> [About this task] Go through the records below and return each line that has "serde" in it.

> [Collected data entries]

※

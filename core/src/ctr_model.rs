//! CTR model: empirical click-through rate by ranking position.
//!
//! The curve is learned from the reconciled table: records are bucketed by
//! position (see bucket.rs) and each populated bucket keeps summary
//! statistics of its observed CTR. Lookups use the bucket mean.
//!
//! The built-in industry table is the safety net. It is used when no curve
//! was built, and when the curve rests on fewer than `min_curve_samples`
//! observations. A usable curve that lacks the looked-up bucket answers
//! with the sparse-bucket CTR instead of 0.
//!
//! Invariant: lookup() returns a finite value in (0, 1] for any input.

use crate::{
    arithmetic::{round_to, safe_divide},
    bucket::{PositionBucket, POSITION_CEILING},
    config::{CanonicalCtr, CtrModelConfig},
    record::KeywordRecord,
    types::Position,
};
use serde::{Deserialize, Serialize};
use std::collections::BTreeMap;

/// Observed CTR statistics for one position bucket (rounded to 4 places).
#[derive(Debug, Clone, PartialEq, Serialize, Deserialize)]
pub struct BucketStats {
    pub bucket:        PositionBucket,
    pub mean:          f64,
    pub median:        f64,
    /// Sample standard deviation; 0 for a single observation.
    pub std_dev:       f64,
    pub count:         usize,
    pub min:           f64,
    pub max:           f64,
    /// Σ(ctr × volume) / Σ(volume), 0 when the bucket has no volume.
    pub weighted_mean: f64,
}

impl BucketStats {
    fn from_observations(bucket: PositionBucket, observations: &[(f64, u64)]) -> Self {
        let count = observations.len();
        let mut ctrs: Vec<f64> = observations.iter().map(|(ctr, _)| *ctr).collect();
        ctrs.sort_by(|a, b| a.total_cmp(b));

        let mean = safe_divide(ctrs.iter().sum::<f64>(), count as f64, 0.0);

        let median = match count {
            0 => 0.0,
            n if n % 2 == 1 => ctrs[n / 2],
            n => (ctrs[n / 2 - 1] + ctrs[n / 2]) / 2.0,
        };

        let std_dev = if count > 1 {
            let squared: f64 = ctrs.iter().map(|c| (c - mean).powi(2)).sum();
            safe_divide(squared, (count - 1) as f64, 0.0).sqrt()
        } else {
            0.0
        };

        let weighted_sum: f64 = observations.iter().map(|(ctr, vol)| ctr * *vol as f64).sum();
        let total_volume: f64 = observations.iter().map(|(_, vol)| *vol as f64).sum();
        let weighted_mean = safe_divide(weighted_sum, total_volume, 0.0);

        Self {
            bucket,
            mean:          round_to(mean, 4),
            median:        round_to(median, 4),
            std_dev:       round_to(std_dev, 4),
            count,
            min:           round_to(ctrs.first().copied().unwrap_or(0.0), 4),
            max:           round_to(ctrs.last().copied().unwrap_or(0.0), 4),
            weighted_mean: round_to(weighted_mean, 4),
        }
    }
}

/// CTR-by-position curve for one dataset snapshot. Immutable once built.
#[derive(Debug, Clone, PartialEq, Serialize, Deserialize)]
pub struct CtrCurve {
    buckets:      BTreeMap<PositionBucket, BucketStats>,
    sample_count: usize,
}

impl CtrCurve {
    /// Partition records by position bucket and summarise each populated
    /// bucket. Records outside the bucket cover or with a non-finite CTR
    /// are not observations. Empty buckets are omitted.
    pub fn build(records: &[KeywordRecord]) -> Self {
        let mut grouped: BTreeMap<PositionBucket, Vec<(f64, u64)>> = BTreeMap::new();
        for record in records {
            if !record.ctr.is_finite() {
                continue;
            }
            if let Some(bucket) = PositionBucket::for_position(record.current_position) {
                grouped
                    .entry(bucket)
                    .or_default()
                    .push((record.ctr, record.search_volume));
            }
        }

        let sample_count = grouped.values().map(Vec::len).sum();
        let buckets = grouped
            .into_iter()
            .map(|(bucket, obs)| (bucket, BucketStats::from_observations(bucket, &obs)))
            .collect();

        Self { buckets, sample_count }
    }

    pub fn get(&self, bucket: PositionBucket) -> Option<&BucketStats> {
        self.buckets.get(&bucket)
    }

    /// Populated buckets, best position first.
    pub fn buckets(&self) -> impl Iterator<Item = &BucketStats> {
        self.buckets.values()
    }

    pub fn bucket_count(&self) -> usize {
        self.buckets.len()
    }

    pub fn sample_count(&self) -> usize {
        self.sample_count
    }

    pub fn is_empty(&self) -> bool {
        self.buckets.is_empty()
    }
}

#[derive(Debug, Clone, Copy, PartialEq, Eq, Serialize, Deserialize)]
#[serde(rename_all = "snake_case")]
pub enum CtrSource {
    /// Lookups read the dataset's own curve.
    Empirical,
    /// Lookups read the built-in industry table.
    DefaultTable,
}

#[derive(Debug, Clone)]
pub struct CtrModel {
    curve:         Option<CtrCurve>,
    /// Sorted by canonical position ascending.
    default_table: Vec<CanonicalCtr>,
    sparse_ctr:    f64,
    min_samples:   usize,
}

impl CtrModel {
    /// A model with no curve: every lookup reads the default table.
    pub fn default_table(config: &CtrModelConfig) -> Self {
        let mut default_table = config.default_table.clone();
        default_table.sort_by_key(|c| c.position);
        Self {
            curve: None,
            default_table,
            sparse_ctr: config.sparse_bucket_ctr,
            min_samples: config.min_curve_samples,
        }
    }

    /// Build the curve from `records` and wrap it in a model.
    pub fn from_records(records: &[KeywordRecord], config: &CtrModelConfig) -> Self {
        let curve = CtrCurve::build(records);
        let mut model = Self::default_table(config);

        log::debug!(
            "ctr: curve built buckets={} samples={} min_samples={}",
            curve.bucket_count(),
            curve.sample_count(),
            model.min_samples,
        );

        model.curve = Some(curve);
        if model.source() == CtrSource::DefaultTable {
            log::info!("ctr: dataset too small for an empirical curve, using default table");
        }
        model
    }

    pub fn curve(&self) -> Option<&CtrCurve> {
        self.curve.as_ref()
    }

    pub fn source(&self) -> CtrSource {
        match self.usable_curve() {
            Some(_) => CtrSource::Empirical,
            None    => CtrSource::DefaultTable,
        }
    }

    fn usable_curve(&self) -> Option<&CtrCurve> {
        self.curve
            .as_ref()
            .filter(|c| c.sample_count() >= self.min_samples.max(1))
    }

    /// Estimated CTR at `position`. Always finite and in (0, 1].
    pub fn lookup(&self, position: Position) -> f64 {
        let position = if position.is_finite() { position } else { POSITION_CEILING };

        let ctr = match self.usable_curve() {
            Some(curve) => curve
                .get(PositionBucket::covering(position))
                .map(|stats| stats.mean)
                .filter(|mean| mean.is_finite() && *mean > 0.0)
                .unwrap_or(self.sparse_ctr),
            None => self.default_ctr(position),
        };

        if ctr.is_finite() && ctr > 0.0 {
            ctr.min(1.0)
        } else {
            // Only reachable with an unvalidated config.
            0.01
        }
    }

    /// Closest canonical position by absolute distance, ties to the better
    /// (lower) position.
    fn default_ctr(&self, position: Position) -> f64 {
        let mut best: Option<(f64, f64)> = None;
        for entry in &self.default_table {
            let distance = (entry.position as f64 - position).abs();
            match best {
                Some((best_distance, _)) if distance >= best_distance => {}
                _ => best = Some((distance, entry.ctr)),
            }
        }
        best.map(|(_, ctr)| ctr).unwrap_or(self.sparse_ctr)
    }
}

※

> [Response to the exercise]
use serde::{Deserialize, Serialize};
#[serde(rename_all = "snake_case")]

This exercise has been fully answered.